Scientists have known for some time that the surface of Venus is dotted with volcanic features. However, due to the foggy atmosphere on the planet, it has always been uncertain whether Venus is still volcanically active – until now.

New compelling evidence suggests that Venus is volcanically active. It would be just another such planet we know of, other than Earth.

Idunn Mons, a volcanic peak in the area of ​​Venus Imdr Regio. The colored layer shows heat patterns derived from data recorded in the European Space Agency’s Venus Express spacecraft. Credit: NASA.
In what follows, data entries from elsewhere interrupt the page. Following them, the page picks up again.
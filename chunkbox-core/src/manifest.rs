use crate::checksum::Checksum;
use crate::error::{Error, IoContext, Result};
use crate::workspace::is_plain_name;
use serde::{Deserialize, Serialize};
use std::collections::HashSet;
use std::fs;
use std::io;
use std::path::Path;

#[derive(Serialize, Deserialize, Clone, Debug, PartialEq, Eq)]
pub struct ChunkRecord {
    pub name: String,
    pub crc32: String,
    #[serde(default, skip_serializing_if = "Option::is_none")]
    pub size: Option<u64>,
}

/// Layout, checksums and access list of one chunked file.
#[derive(Serialize, Deserialize, Clone, Debug, PartialEq, Eq)]
#[serde(rename_all = "camelCase")]
pub struct ChunkManifest {
    pub total_chunks: u64,
    pub chunks: Vec<ChunkRecord>,
    pub owner: String,
    #[serde(default)]
    pub allowed_users: Vec<String>,
}

impl ChunkManifest {
    pub fn new(owner: impl Into<String>, chunks: Vec<ChunkRecord>) -> Self {
        Self {
            total_chunks: chunks.len() as u64,
            chunks,
            owner: owner.into(),
            allowed_users: Vec::new(),
        }
    }

    /// `<base>.chunk<index>`, index starting at 1.
    pub fn chunk_name(base: &str, index: usize) -> String {
        format!("{base}.chunk{index}")
    }

    pub fn lists(&self, identity: &str) -> bool {
        self.allowed_users.iter().any(|u| u == identity)
    }

    /// Add `identity` to the access list. The owner is never listed.
    pub fn grant(&mut self, identity: &str) -> bool {
        if identity == self.owner || self.lists(identity) {
            return false;
        }
        self.allowed_users.push(identity.to_string());
        true
    }

    pub fn revoke(&mut self, identity: &str) -> bool {
        let before = self.allowed_users.len();
        self.allowed_users.retain(|u| u != identity);
        before != self.allowed_users.len()
    }

    fn validate(&self, path: &Path) -> Result<()> {
        if self.total_chunks != self.chunks.len() as u64 {
            return Err(Error::malformed(
                path,
                format!(
                    "totalChunks is {} but chunks has {} entries",
                    self.total_chunks,
                    self.chunks.len()
                ),
            ));
        }
        if self.owner.trim().is_empty() {
            return Err(Error::malformed(path, "owner must not be empty"));
        }
        let mut seen = HashSet::new();
        for (i, ch) in self.chunks.iter().enumerate() {
            if !is_plain_name(&ch.name) {
                return Err(Error::malformed(
                    path,
                    format!("chunks[{i}].name {:?} is not a plain file name", ch.name),
                ));
            }
            if ch.crc32.parse::<Checksum>().is_err() {
                return Err(Error::malformed(
                    path,
                    format!("chunks[{i}].crc32 {:?} is not 8 hex digits", ch.crc32),
                ));
            }
            if !seen.insert(ch.name.as_str()) {
                return Err(Error::malformed(
                    path,
                    format!("chunks[{i}].name {:?} is duplicated", ch.name),
                ));
            }
        }
        Ok(())
    }
}

/// Manifest file name for a base name, co-located with its chunks.
pub fn manifest_name(base: &str) -> String {
    format!("{base}.meta.json")
}

pub fn load(path: &Path) -> Result<ChunkManifest> {
    let text = match fs::read_to_string(path) {
        Ok(t) => t,
        Err(e) if e.kind() == io::ErrorKind::NotFound => {
            return Err(Error::NotFound(path.to_path_buf()))
        }
        Err(e) if e.kind() == io::ErrorKind::InvalidData => {
            return Err(Error::malformed(path, "not valid UTF-8"))
        }
        Err(e) => return Err(Error::io("read manifest", path, e)),
    };
    let mf: ChunkManifest =
        serde_json::from_str(&text).map_err(|e| Error::malformed(path, e.to_string()))?;
    mf.validate(path)?;
    Ok(mf)
}

/// Write pretty JSON to a hidden sibling, then rename over `path`.
pub fn save(path: &Path, manifest: &ChunkManifest) -> Result<()> {
    let mut bytes = serde_json::to_vec_pretty(manifest)
        .map_err(|e| Error::malformed(path, e.to_string()))?;
    bytes.push(b'\n');
    let file_name = path.file_name().map(|n| n.to_string_lossy().into_owned()).unwrap_or_default();
    let tmp = path.with_file_name(format!(".{file_name}.tmp"));
    fs::write(&tmp, &bytes).io_ctx("write manifest", &tmp)?;
    fs::rename(&tmp, path).io_ctx("replace manifest", path)?;
    Ok(())
}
In the early 1990s, NASA’s Magellan spacecraft switched radar images showing extensive lava flows. Subsequent studies and missions, such as ESA’s Venus Express orbiter, measured the infrared light emitted by the planet’s surface at night to determine the age of lava flows. Although the data were good enough that scientists could make relative measurements between older and newer lava flows, their age could not be accurately estimated.

Some have speculated based on data that Venus may have been volcanically active as far back as 2.5 million years ago – a blink of an eye in geological time. But new evidence presented in a study led by Dr. Justin Filiberto, a researcher at the Lunar Planetary Institute in Houston, Texas, may mean that Venus may even be volcanically active even now.

The researchers simulated Venus’ very dense atmosphere in the laboratory to assess its impact on lava flows over time. To their surprise, they found that olivine, a mineral rich in some basaltic rocks (covering 90% of Venus), reacted quickly with chemicals in Venus’ atmosphere, becoming coated with magnetite and hematite, both iron oxide minerals, in a matter of days.

The researchers also discovered that the infrared light emitted by these minerals will disappear in a few days, which is in line with the data recorded in the Venus Express mission.

“Our results show that lava flows that lack VNIR characteristics due to hematite are not more than a few years old. Therefore, Venus is now volcanically active, “the authors of the new study wrote in the journal Scientific progress.

Maat Mons, a 5 mile high volcano on Venus with lava flows. Credit: NASA / JPL.

Now only a new mission remains to confirm this hypothesis. Besides Earth, the only other confirmed volcanic active worlds we know of are Io, the moon of Jupiter; Triton, the moon of Neptune; and Enceladus, Saturn’s moon.

However, Mars, Pluto, Jupiter’s moon Europe could also be volcanically active.

“If Venus is really active today, it would be a great place to visit to better understand the interior of the planet. For example, we could study how the planets cool down and why Earth and Venus have active volcanism, but Mars does not, ”said Filiberto.

The next missions for Venus are Indian Shukrayaan-1 orbiter and Russian Venus-D spacecraft, planned for launch by 2023 and 2026, respectively.